Los cielos cuentan la gloria de Dios, y el firmamento anuncia la obra de sus manos. Un día emite palabra a otro día, y una noche a otra noche declara sabiduría. No hay lenguaje, ni palabras, ni es oída su voz.
Dios… hizo el mundo y todas las cosas que en él hay.
A pesar de la devastación y la contaminación que el pecado ha traído al mundo, este aún conserva las maravillosas huellas de su Creador. Los bosques, las majestuosas montañas y las olas rompientes son solo unas pocas de las maravillas de la tierra que nosotros, como cristianos, podemos y debemos apreciar.

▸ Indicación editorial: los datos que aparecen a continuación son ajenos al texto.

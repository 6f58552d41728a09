//! Session token record and storage keys.

use bazaar_core::{Role, UserId};
use chrono::{DateTime, Utc};
use serde::{Deserialize, Serialize};

/// Token record kept in client storage under the `authToken` key.
///
/// Timestamps are millisecond Unix epochs. Only `expiry` is required. The
/// expiry is advisory only: it is written by the same client that reads it.
#[derive(Debug, Clone, PartialEq, Eq, Serialize, Deserialize)]
#[serde(rename_all = "camelCase")]
pub struct AuthToken {
    #[serde(default, skip_serializing_if = "String::is_empty")]
    pub token: String,
    #[serde(
        default,
        with = "chrono::serde::ts_milliseconds_option",
        skip_serializing_if = "Option::is_none"
    )]
    pub issued: Option<DateTime<Utc>>,
    #[serde(with = "chrono::serde::ts_milliseconds")]
    pub expiry: DateTime<Utc>,
    #[serde(default, skip_serializing_if = "Option::is_none")]
    pub role: Option<Role>,
    #[serde(default, skip_serializing_if = "Option::is_none")]
    pub user_id: Option<UserId>,
}

impl AuthToken {
    /// Whether the token's expiry is at or before `now`.
    #[must_use]
    pub fn is_expired_at(&self, now: DateTime<Utc>) -> bool {
        self.expiry <= now
    }
}

/// Client storage keys for session data.
pub mod keys {
    /// Key for the JSON-encoded [`super::super::StoredUser`] record.
    pub const USER: &str = "user";

    /// Key for the JSON-encoded [`super::AuthToken`] record.
    pub const AUTH_TOKEN: &str = "authToken";
}
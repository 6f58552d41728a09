//! Unified error handling with Sentry integration.
//!
//! Provides a unified `AppError` type that captures errors to Sentry before
//! responding to the client. All route handlers return `Result<T, AppError>`;
//! error bodies are JSON of the form `{"error": "..."}`.

use axum::{
    Json,
    extract::rejection::{JsonRejection, PathRejection, QueryRejection},
    http::StatusCode,
    response::{IntoResponse, Response},
};
use serde_json::json;
use thiserror::Error;

use crate::services::CatalogError;
use crate::session::StorageError;

/// Application-level error type for the storefront.
#[derive(Debug, Error)]
pub enum AppError {
    /// Catalog operation failed.
    #[error(transparent)]
    Catalog(#[from] CatalogError),

    /// Session storage could not be written.
    #[error("Session storage error: {0}")]
    Storage(#[from] StorageError),

    /// Resource not found.
    #[error("Not found: {0}")]
    NotFound(String),

    /// Bad request from client.
    #[error("Bad request: {0}")]
    BadRequest(String),

    /// Internal server error.
    #[error("Internal error: {0}")]
    Internal(String),
}

impl From<JsonRejection> for AppError {
    fn from(rejection: JsonRejection) -> Self {
        Self::BadRequest(rejection.body_text())
    }
}

impl From<PathRejection> for AppError {
    fn from(rejection: PathRejection) -> Self {
        Self::BadRequest(rejection.body_text())
    }
}

impl From<QueryRejection> for AppError {
    fn from(rejection: QueryRejection) -> Self {
        Self::BadRequest(rejection.body_text())
    }
}

impl AppError {
    /// HTTP status for this error.
    #[must_use]
    pub const fn status(&self) -> StatusCode {
        match self {
            Self::Catalog(CatalogError::NotFound { .. }) | Self::NotFound(_) => StatusCode::NOT_FOUND,
            Self::Catalog(CatalogError::AccessDenied { .. }) => StatusCode::FORBIDDEN,
            Self::Catalog(CatalogError::InvalidPayload { .. }) | Self::BadRequest(_) => {
                StatusCode::BAD_REQUEST
            }
            Self::Catalog(CatalogError::IdsExhausted { .. })
            | Self::Storage(_)
            | Self::Internal(_) => StatusCode::INTERNAL_SERVER_ERROR,
        }
    }
}

impl IntoResponse for AppError {
    fn into_response(self) -> Response {
        let status = self.status();

        // Capture server errors to Sentry
        if status.is_server_error() {
            let event_id = sentry::capture_error(&self);
            tracing::error!(
                error = %self,
                sentry_event_id = %event_id,
                "Request error"
            );
        }

        // Don't expose internal error details to clients
        let message = if status.is_server_error() {
            "Internal server error".to_string()
        } else {
            self.to_string()
        };

        (status, Json(json!({ "error": message }))).into_response()
    }
}

/// Result type alias for `AppError`.
pub type Result<T> = std::result::Result<T, AppError>;

/// Set the Sentry user context.
///
/// Call this after a demo login to associate errors with the session user.
pub fn set_sentry_user(user_id: &impl ToString, email: Option<&str>) {
    sentry::configure_scope(|scope| {
        scope.set_user(Some(sentry::User {
            id: Some(user_id.to_string()),
            email: email.map(String::from),
            ..Default::default()
        }));
    });
}

/// Clear the Sentry user context.
///
/// Call this on logout to stop associating errors with the user.
pub fn clear_sentry_user() {
    sentry::configure_scope(|scope| {
        scope.set_user(None);
    });
}

/// Add a breadcrumb for user actions.
///
/// Breadcrumbs appear in Sentry error reports to show the trail of user actions
/// leading up to an error.
pub fn add_breadcrumb(category: &str, message: &str, data: Option<&[(&str, &str)]>) {
    let mut breadcrumb = sentry::Breadcrumb {
        category: Some(category.to_string()),
        message: Some(message.to_string()),
        level: sentry::Level::Info,
        ..Default::default()
    };

    if let Some(pairs) = data {
        for (key, value) in pairs {
            breadcrumb.data.insert(
                (*key).to_string(),
                serde_json::Value::String((*value).to_string()),
            );
        }
    }

    sentry::add_breadcrumb(breadcrumb);
}
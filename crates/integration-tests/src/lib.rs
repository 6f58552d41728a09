//! Integration tests for the Bazaar storefront.
//!
//! Each test starts the full router on an ephemeral local port and talks to
//! it over HTTP with a cookie-keeping client, so session state flows between
//! requests the way it does in a browser.
//!
//! # Running Tests
//!
//! ```bash
//! cargo test -p bazaar-integration-tests
//! ```
//!
//! # Test Categories
//!
//! - `catalog_api` - Public catalog endpoints
//! - `admin_gate` - Admin gate, unauthorized page, demo logins
//! - `admin_api` - Admin mutations and reports

use bazaar_storefront::config::StorefrontConfig;
use bazaar_storefront::fixtures::Fixtures;
use bazaar_storefront::routes;
use bazaar_storefront::services::Catalog;
use bazaar_storefront::state::AppState;
use reqwest::{Client, redirect};
use tokio::task::JoinHandle;

/// A storefront running in the background for the duration of a test.
pub struct TestServer {
    base_url: String,
    handle: JoinHandle<()>,
}

impl TestServer {
    /// Start a server over the embedded fixtures with no gate delay.
    ///
    /// # Panics
    ///
    /// Panics if the fixtures fail to load or no local port can be bound.
    pub async fn start() -> Self {
        let fixtures = Fixtures::embedded().expect("embedded fixtures load");
        let state = AppState::new(test_config(), Catalog::new(fixtures));

        let listener = tokio::net::TcpListener::bind("127.0.0.1:0")
            .await
            .expect("bind ephemeral port");
        let addr = listener.local_addr().expect("local address");

        let handle = tokio::spawn(async move {
            axum::serve(listener, routes::app(state))
                .await
                .expect("server error");
        });

        Self {
            base_url: format!("http://{addr}"),
            handle,
        }
    }

    /// Absolute URL for `path`.
    #[must_use]
    pub fn url(&self, path: &str) -> String {
        format!("{}{path}", self.base_url)
    }
}

impl Drop for TestServer {
    fn drop(&mut self) {
        self.handle.abort();
    }
}

/// Default configuration with the admin gate delay removed.
///
/// # Panics
///
/// Panics if the built-in defaults fail to parse.
#[must_use]
pub fn test_config() -> StorefrontConfig {
    StorefrontConfig::from_lookup(|key| (key == "ADMIN_GATE_DELAY_MS").then(|| "0".to_string()))
        .expect("default configuration")
}

/// A client that keeps cookies and does not follow redirects.
///
/// # Panics
///
/// Panics if the client cannot be built.
#[must_use]
pub fn client() -> Client {
    Client::builder()
        .cookie_store(true)
        .redirect(redirect::Policy::none())
        .build()
        .expect("Failed to create HTTP client")
}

Estas maravillas proclaman la gloria de nuestro Dios y demuestran la obra de sus manos, revelando incluso su eterno poder y deidad (véase Ro. 1:20).

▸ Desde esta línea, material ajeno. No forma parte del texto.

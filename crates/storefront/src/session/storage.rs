//! Key-value client storage.
//!
//! Values are JSON-encoded strings, matching what a browser keeps in local
//! storage. The HTTP layer uses the per-client `tower_sessions::Session`;
//! tests and the CLI use [`MemoryStorage`].

use std::collections::HashMap;
use std::future::Future;
use std::sync::{Mutex, MutexGuard, PoisonError};

use serde::Serialize;
use thiserror::Error;
use tower_sessions::Session;

use crate::models::session_keys;

/// Errors raised by a storage backend.
#[derive(Debug, Error)]
pub enum StorageError {
    /// The session store failed.
    #[error("session store error: {0}")]
    Session(#[from] tower_sessions::session::Error),

    /// A record could not be encoded.
    #[error("failed to encode session record: {0}")]
    Encode(#[from] serde_json::Error),

    /// `now + ttl` falls outside the representable date range.
    #[error("session expiry out of range")]
    ExpiryOutOfRange,

    /// A demo record carried an invalid email.
    #[error("invalid session email: {0}")]
    InvalidEmail(#[from] bazaar_core::EmailError),
}

/// String key-value storage owned by one client.
pub trait ClientStorage: Send + Sync {
    /// Read the raw value stored under `key`.
    fn get_item(
        &self,
        key: &str,
    ) -> impl Future<Output = Result<Option<String>, StorageError>> + Send;

    /// Store `value` under `key`, replacing any previous value.
    fn set_item(
        &self,
        key: &str,
        value: String,
    ) -> impl Future<Output = Result<(), StorageError>> + Send;

    /// Remove `key`. Removing an absent key is not an error.
    fn remove_item(&self, key: &str) -> impl Future<Output = Result<(), StorageError>> + Send;
}

/// Serialize `record` to JSON and store it under `key`.
///
/// # Errors
///
/// Returns an error if encoding fails or the backend rejects the write.
pub async fn write_record<S, T>(storage: &S, key: &str, record: &T) -> Result<(), StorageError>
where
    S: ClientStorage,
    T: Serialize + Sync,
{
    let raw = serde_json::to_string(record)?;
    storage.set_item(key, raw).await
}

/// Remove both session records (user and token).
///
/// # Errors
///
/// Returns an error if the backend rejects either removal.
pub async fn clear_session<S: ClientStorage>(storage: &S) -> Result<(), StorageError> {
    storage.remove_item(session_keys::USER).await?;
    storage.remove_item(session_keys::AUTH_TOKEN).await
}

/// In-process storage, one map per instance.
#[derive(Debug, Default)]
pub struct MemoryStorage {
    items: Mutex<HashMap<String, String>>,
}

impl MemoryStorage {
    /// Create empty storage.
    #[must_use]
    pub fn new() -> Self {
        Self::default()
    }

    /// Create storage pre-populated with raw values.
    #[must_use]
    pub fn with_items<I, K, V>(items: I) -> Self
    where
        I: IntoIterator<Item = (K, V)>,
        K: Into<String>,
        V: Into<String>,
    {
        Self {
            items: Mutex::new(
                items
                    .into_iter()
                    .map(|(k, v)| (k.into(), v.into()))
                    .collect(),
            ),
        }
    }

    /// Whether a value is stored under `key`.
    #[must_use]
    pub fn contains(&self, key: &str) -> bool {
        self.lock().contains_key(key)
    }

    fn lock(&self) -> MutexGuard<'_, HashMap<String, String>> {
        self.items.lock().unwrap_or_else(PoisonError::into_inner)
    }
}

impl ClientStorage for MemoryStorage {
    async fn get_item(&self, key: &str) -> Result<Option<String>, StorageError> {
        Ok(self.lock().get(key).cloned())
    }

    async fn set_item(&self, key: &str, value: String) -> Result<(), StorageError> {
        self.lock().insert(key.to_owned(), value);
        Ok(())
    }

    async fn remove_item(&self, key: &str) -> Result<(), StorageError> {
        self.lock().remove(key);
        Ok(())
    }
}

impl ClientStorage for Session {
    async fn get_item(&self, key: &str) -> Result<Option<String>, StorageError> {
        Ok(self.get::<String>(key).await?)
    }

    async fn set_item(&self, key: &str, value: String) -> Result<(), StorageError> {
        Ok(self.insert(key, value).await?)
    }

    async fn remove_item(&self, key: &str) -> Result<(), StorageError> {
        self.remove::<String>(key).await?;
        Ok(())
    }
}
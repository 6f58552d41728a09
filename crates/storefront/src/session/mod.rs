//! Client-side session: key-value storage, the per-request session context,
//! and the demo login controls.
//!
//! Everything here is client-writable state. It drives which parts of the
//! storefront are shown, but it is not a trust boundary.

pub mod context;
pub mod demo;
pub mod storage;

pub use context::SessionContext;
pub use demo::{login_as_regular_user, logout, simulate_admin_access};
pub use storage::{ClientStorage, MemoryStorage, StorageError, clear_session};
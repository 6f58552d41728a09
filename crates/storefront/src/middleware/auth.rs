//! Session extractors.
//!
//! Provides the per-request [`SessionContext`] to route handlers.

use std::convert::Infallible;

use axum::{extract::FromRequestParts, http::request::Parts};
use tower_sessions::Session;
use tracing::Span;

use crate::session::SessionContext;

/// Extractor that loads the session user and token once per request.
///
/// Requests without a session (no session layer, or a store failure) get an
/// anonymous context. The user id, when present, is recorded on the current
/// span as `user_id`.
///
/// # Example
///
/// ```rust,ignore
/// async fn handler(CurrentSession(ctx): CurrentSession) -> impl IntoResponse {
///     match ctx.user() {
///         Some(user) => format!("Hello, {}!", user.name.as_deref().unwrap_or("shopper")),
///         None => "Hello, guest!".to_string(),
///     }
/// }
/// ```
pub struct CurrentSession(pub SessionContext);

impl<S> FromRequestParts<S> for CurrentSession
where
    S: Send + Sync,
{
    type Rejection = Infallible;

    async fn from_request_parts(parts: &mut Parts, _state: &S) -> Result<Self, Self::Rejection> {
        let ctx = match parts.extensions.get::<Session>() {
            Some(session) => SessionContext::load(session).await,
            None => SessionContext::anonymous(),
        };

        if let Some(id) = ctx.user().and_then(|user| user.id) {
            Span::current().record("user_id", id.as_i32());
        }

        Ok(Self(ctx))
    }
}
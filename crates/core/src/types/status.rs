//! Role and status enums shared across the catalog and the session layer.

use serde::{Deserialize, Serialize};

/// Role recorded on a session user or token.
///
/// Stored as a plain string. Anything other than `"admin"` or `"user"` is kept
/// verbatim as [`Role::Other`] so that a record with an unexpected role still
/// parses (and is simply not an admin).
#[derive(Debug, Clone, PartialEq, Eq, Hash, Serialize, Deserialize)]
#[serde(from = "String", into = "String")]
pub enum Role {
    /// Full access to the admin area and admin operations.
    Admin,
    /// Regular shopper.
    User,
    /// Unrecognized role string.
    Other(String),
}

impl Role {
    /// Returns the role as its stored string.
    #[must_use]
    pub fn as_str(&self) -> &str {
        match self {
            Self::Admin => "admin",
            Self::User => "user",
            Self::Other(other) => other,
        }
    }

    /// Whether this role grants admin access.
    #[must_use]
    pub const fn is_admin(&self) -> bool {
        matches!(self, Self::Admin)
    }
}

impl From<String> for Role {
    fn from(value: String) -> Self {
        match value.as_str() {
            "admin" => Self::Admin,
            "user" => Self::User,
            _ => Self::Other(value),
        }
    }
}

impl From<Role> for String {
    fn from(role: Role) -> Self {
        match role {
            Role::Other(other) => other,
            known => known.as_str().to_owned(),
        }
    }
}

impl std::fmt::Display for Role {
    fn fmt(&self, f: &mut std::fmt::Formatter<'_>) -> std::fmt::Result {
        f.write_str(self.as_str())
    }
}

/// Publication status of a recipe bundle.
#[derive(Debug, Clone, Copy, PartialEq, Eq, Hash, Serialize, Deserialize, Default)]
#[serde(rename_all = "snake_case")]
pub enum BundleStatus {
    #[default]
    Active,
    Inactive,
    Draft,
    Archived,
}

impl BundleStatus {
    /// Returns the status as its stored string.
    #[must_use]
    pub const fn as_str(self) -> &'static str {
        match self {
            Self::Active => "active",
            Self::Inactive => "inactive",
            Self::Draft => "draft",
            Self::Archived => "archived",
        }
    }
}

impl std::fmt::Display for BundleStatus {
    fn fmt(&self, f: &mut std::fmt::Formatter<'_>) -> std::fmt::Result {
        f.write_str(self.as_str())
    }
}

impl std::str::FromStr for BundleStatus {
    type Err = String;

    fn from_str(s: &str) -> Result<Self, Self::Err> {
        match s {
            "active" => Ok(Self::Active),
            "inactive" => Ok(Self::Inactive),
            "draft" => Ok(Self::Draft),
            "archived" => Ok(Self::Archived),
            _ => Err(format!("invalid bundle status: {s}")),
        }
    }
}

#[cfg(test)]
#[allow(clippy::unwrap_used)]
mod tests {
    use super::*;

    #[test]
    fn test_role_parses_known_and_unknown_values() {
        let admin: Role = serde_json::from_str("\"admin\"").unwrap();
        let user: Role = serde_json::from_str("\"user\"").unwrap();
        let other: Role = serde_json::from_str("\"moderator\"").unwrap();

        assert!(admin.is_admin());
        assert_eq!(user, Role::User);
        assert_eq!(other, Role::Other("moderator".to_owned()));
        assert!(!other.is_admin());
    }

    #[test]
    fn test_role_is_case_sensitive() {
        let role = Role::from("Admin".to_owned());
        assert!(!role.is_admin());
    }

    #[test]
    fn test_role_serializes_as_string() {
        assert_eq!(serde_json::to_string(&Role::Admin).unwrap(), "\"admin\"");
        assert_eq!(
            serde_json::to_string(&Role::Other("guest".to_owned())).unwrap(),
            "\"guest\""
        );
    }

    #[test]
    fn test_bundle_status_round_trips_through_str() {
        for status in [
            BundleStatus::Active,
            BundleStatus::Inactive,
            BundleStatus::Draft,
            BundleStatus::Archived,
        ] {
            assert_eq!(status.as_str().parse::<BundleStatus>().unwrap(), status);
        }
        assert!("retired".parse::<BundleStatus>().is_err());
    }

    #[test]
    fn test_bundle_status_defaults_to_active() {
        assert_eq!(BundleStatus::default(), BundleStatus::Active);
    }
}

Imagine vivir sin prestar atención a los lirios del campo, la grácil libertad de una gaviota o la belleza de la nieve al caer. Los cristianos que dedican tiempo a apreciar las bellezas de la creación experimentarán renovación y gozo interior, y lo que es aún más importante, crecerán en su apreciación hacia su Padre como el Dios de la creación. Sin embargo, el mundo físico no le pertenece a las personas, sean cristianas o no. No debemos malgastar sus recursos de forma egoísta e irresponsable.

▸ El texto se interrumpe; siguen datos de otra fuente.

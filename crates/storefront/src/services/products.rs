//! Product catalog service.

use bazaar_core::ProductId;
use chrono::Utc;
use serde_json::Value;
use tracing::{debug, info, instrument};

use super::trending::{self, LocationContext};
use super::{CatalogError, Repository, ensure_admin};
use crate::models::{ID_FIELD, Patch, Product};
use crate::session::SessionContext;

/// Default result cap for [`ProductService::search`].
pub const DEFAULT_SEARCH_LIMIT: usize = 20;

/// Default result cap for [`ProductService::trending_by_location`].
pub const DEFAULT_TRENDING_LIMIT: usize = 8;

/// Default threshold for [`ProductService::admin_low_stock_items`].
pub const DEFAULT_LOW_STOCK_THRESHOLD: u32 = 10;

/// Reads, recommendations, and admin mutations over products.
#[derive(Debug, Clone)]
pub struct ProductService {
    repo: Repository<Product>,
}

impl ProductService {
    #[must_use]
    pub fn new(products: Vec<Product>) -> Self {
        Self {
            repo: Repository::new(products),
        }
    }

    #[must_use]
    pub fn len(&self) -> usize {
        self.repo.len()
    }

    #[must_use]
    pub fn is_empty(&self) -> bool {
        self.repo.is_empty()
    }

    /// Every product in catalog order.
    #[must_use]
    pub fn all(&self) -> Vec<Product> {
        self.repo.all()
    }

    #[must_use]
    pub fn get(&self, id: ProductId) -> Option<Product> {
        self.repo.get(id)
    }

    /// Products whose name or description contains `query`, ignoring case.
    #[must_use]
    pub fn search(&self, query: &str, limit: usize) -> Vec<Product> {
        self.repo.search(query, limit)
    }

    /// Recommendations for a shopper's location and weather.
    #[instrument(skip(self))]
    pub fn trending_by_location(&self, location: Option<&LocationContext>, limit: usize) -> Vec<Product> {
        trending::rank(self.repo.as_slice(), location, limit)
    }

    /// Add a product.
    ///
    /// # Errors
    ///
    /// Returns [`CatalogError::AccessDenied`] for non-admins or
    /// [`CatalogError::InvalidPayload`] if `fields` do not form a product.
    #[instrument(skip(self, ctx, fields))]
    pub fn admin_create(&mut self, ctx: &SessionContext, fields: Patch) -> Result<Product, CatalogError> {
        ensure_admin(ctx, "product creation")?;
        let product = self.repo.insert(fields, Utc::now())?;
        info!(id = %product.id, name = %product.name, "Product created");
        Ok(product)
    }

    /// Merge `patch` into the product with `id`.
    ///
    /// # Errors
    ///
    /// Returns [`CatalogError::AccessDenied`], [`CatalogError::NotFound`], or
    /// [`CatalogError::InvalidPayload`].
    #[instrument(skip(self, ctx, patch))]
    pub fn admin_update(
        &mut self,
        ctx: &SessionContext,
        id: ProductId,
        patch: &Patch,
    ) -> Result<Product, CatalogError> {
        ensure_admin(ctx, "product updates")?;
        let product = self.repo.update(id, patch, Utc::now())?;
        info!(%id, "Product updated");
        Ok(product)
    }

    /// Remove the product with `id`, returning it.
    ///
    /// # Errors
    ///
    /// Returns [`CatalogError::AccessDenied`] or [`CatalogError::NotFound`].
    #[instrument(skip(self, ctx))]
    pub fn admin_delete(&mut self, ctx: &SessionContext, id: ProductId) -> Result<Product, CatalogError> {
        ensure_admin(ctx, "product deletion")?;
        let product = self.repo.remove(id)?;
        info!(%id, "Product deleted");
        Ok(product)
    }

    /// Apply several patches, each naming its product in an `Id` field.
    ///
    /// Entries without a usable `Id`, for unknown products, or that would
    /// produce an invalid product are skipped. Returns the updated products in
    /// input order.
    ///
    /// # Errors
    ///
    /// Returns [`CatalogError::AccessDenied`] for non-admins.
    #[instrument(skip(self, ctx, updates), fields(count = updates.len()))]
    pub fn admin_bulk_update(
        &mut self,
        ctx: &SessionContext,
        updates: &[Patch],
    ) -> Result<Vec<Product>, CatalogError> {
        ensure_admin(ctx, "bulk operations")?;
        let now = Utc::now();

        let mut applied = Vec::with_capacity(updates.len());
        for patch in updates {
            let Some(id) = patch_id(patch) else {
                debug!("Skipping bulk entry without Id");
                continue;
            };
            match self.repo.update(id, patch, now) {
                Ok(product) => applied.push(product),
                Err(e) => debug!(%id, error = %e, "Skipping bulk entry"),
            }
        }

        info!(applied = applied.len(), "Bulk product update complete");
        Ok(applied)
    }

    /// Set the stock level of one product.
    ///
    /// # Errors
    ///
    /// Returns [`CatalogError::AccessDenied`] or [`CatalogError::NotFound`].
    #[instrument(skip(self, ctx))]
    pub fn admin_update_stock(
        &mut self,
        ctx: &SessionContext,
        id: ProductId,
        stock: u32,
    ) -> Result<Product, CatalogError> {
        ensure_admin(ctx, "stock management")?;
        let product = self.repo.modify(id, Utc::now(), |p| p.stock = Some(stock))?;
        info!(%id, stock, "Stock updated");
        Ok(product)
    }

    /// Products with tracked, non-zero stock below `threshold`.
    ///
    /// # Errors
    ///
    /// Returns [`CatalogError::AccessDenied`] for non-admins.
    pub fn admin_low_stock_items(
        &self,
        ctx: &SessionContext,
        threshold: u32,
    ) -> Result<Vec<Product>, CatalogError> {
        ensure_admin(ctx, "inventory reports")?;
        Ok(self.repo.filter(usize::MAX, |p| p.is_low_stock(threshold)))
    }
}

fn patch_id(patch: &Patch) -> Option<ProductId> {
    patch
        .get(ID_FIELD)
        .and_then(Value::as_i64)
        .and_then(|id| i32::try_from(id).ok())
        .map(ProductId::new)
}
//! Session user record.

use bazaar_core::{Email, Role, UserId};
use serde::{Deserialize, Deserializer, Serialize};

/// User record kept in client storage under the `user` key.
///
/// Nothing binds this record to the token stored next to it; whoever can
/// write the storage can write any role here. Only `role` is required: a
/// record such as `{"role":"admin"}` is a complete session user, and an
/// email that fails validation loads as `None`.
#[derive(Debug, Clone, PartialEq, Eq, Serialize, Deserialize)]
pub struct StoredUser {
    #[serde(default, skip_serializing_if = "Option::is_none")]
    pub id: Option<UserId>,
    #[serde(default, skip_serializing_if = "Option::is_none")]
    pub name: Option<String>,
    #[serde(
        default,
        deserialize_with = "lenient_email",
        skip_serializing_if = "Option::is_none"
    )]
    pub email: Option<Email>,
    pub role: Role,
    #[serde(default, skip_serializing_if = "Vec::is_empty")]
    pub permissions: Vec<String>,
}

impl StoredUser {
    /// A record with every field filled in.
    #[must_use]
    pub fn new(id: UserId, name: impl Into<String>, email: Email, role: Role) -> Self {
        Self {
            id: Some(id),
            name: Some(name.into()),
            email: Some(email),
            role,
            permissions: Vec::new(),
        }
    }

    /// Whether the record claims the admin role.
    #[must_use]
    pub const fn is_admin(&self) -> bool {
        self.role.is_admin()
    }
}

fn lenient_email<'de, D>(deserializer: D) -> Result<Option<Email>, D::Error>
where
    D: Deserializer<'de>,
{
    let raw = Option::<serde_json::Value>::deserialize(deserializer)?;
    Ok(raw
        .as_ref()
        .and_then(serde_json::Value::as_str)
        .and_then(|s| Email::parse(s).ok()))
}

Reconocemos que el estado actual del mundo es temporal, por lo que debemos enfocarnos en acumular tesoros en el cielo y no en la tierra (véase Mt. 6:19-20); y “nada hemos traído a este mundo, y sin duda nada podremos sacar” (1 Ti. 6:7). Como creyentes en el Dios vivo, “que nos da todas las cosas en abundancia para que las disfrutemos” (1 Ti. 6:17), no necesitamos depender de las riquezas inciertas. Podemos agradecer los bienes materiales como regalos de Dios, administrarlos como sus mayordomos y considerarlos como transitorios. Al usar lo que tenemos para el beneficio de otros y para promover el reino de Dios, encontraremos ganancia eterna y satisfacción presente.